Montana has only one type of short-term confinement facility in the state called jails. These are on the county level, and there are sixty-three local county jails in Montana. Some of them are called detention centers, and some have no name at all, they are simply associated with the local Sheriff’s Office.
Local Sheriff’s Offices are the law enforcement agency that manages and runs the local county jails. They are responsible for the facilities, the inmates, and all Montana county jail inmate records. Most of the local counties in Montana have a website with information about the jails and an inmate roster or search feature making it easy for anyone to perform a Montana county jail inmate search.
Each of the local county jails in Montana has a maximum number of beds and varying degrees of custody. Some have special units for close or maximum custody levels. They hold pretrial detainees, people who were just arrested (for things like DWIs and petty crimes) and inmates who have been sentenced to short stays in jail rather than prison. Some jails have a volunteer program where residents of the county or surrounding towns may help out with the care and responsibility of inmates held there.

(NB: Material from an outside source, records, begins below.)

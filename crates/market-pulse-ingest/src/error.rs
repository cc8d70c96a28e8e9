use market_pulse_core::error::MarketDataError;
use thiserror::Error;

#[derive(Debug, Error)]
pub enum IngestError {
    #[error("Persistence error: {0}")]
    Persistence(#[from] MarketDataError),

    #[error("Ingestion cancelled")]
    Cancelled,
}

Yellowstone County jail was first constructed in 1884. It was used up until 1961 and then retired. It now acts as the Yellowstone Art Museum. The new jail was built in 1987 and currently houses 274 inmates with varying degrees of custody.
Along with an inmate listing, many of the local jails also provide information for family and friends on visitation, sending money or gifts and the programs and services offered to inmates. Along with regular education, many of them offer participation in AA or NA programs, legal assistance, religious studies, parenting classes, anger management, and stress relief techniques, as well as a GED program so inmates can earn their HS diploma. All of the jails offer bail and bond services as well.
There are roughly 1,800 people in local county jails in Montana. By far, more people are arrested and put in jail in Montana for larceny/theft than any other crime. After that, the most popular reasons are burglary, aggravated assault, motor vehicle theft and then robbery, rape, and then murder. About 4,800 per year are arrested for DWIs or DUIs.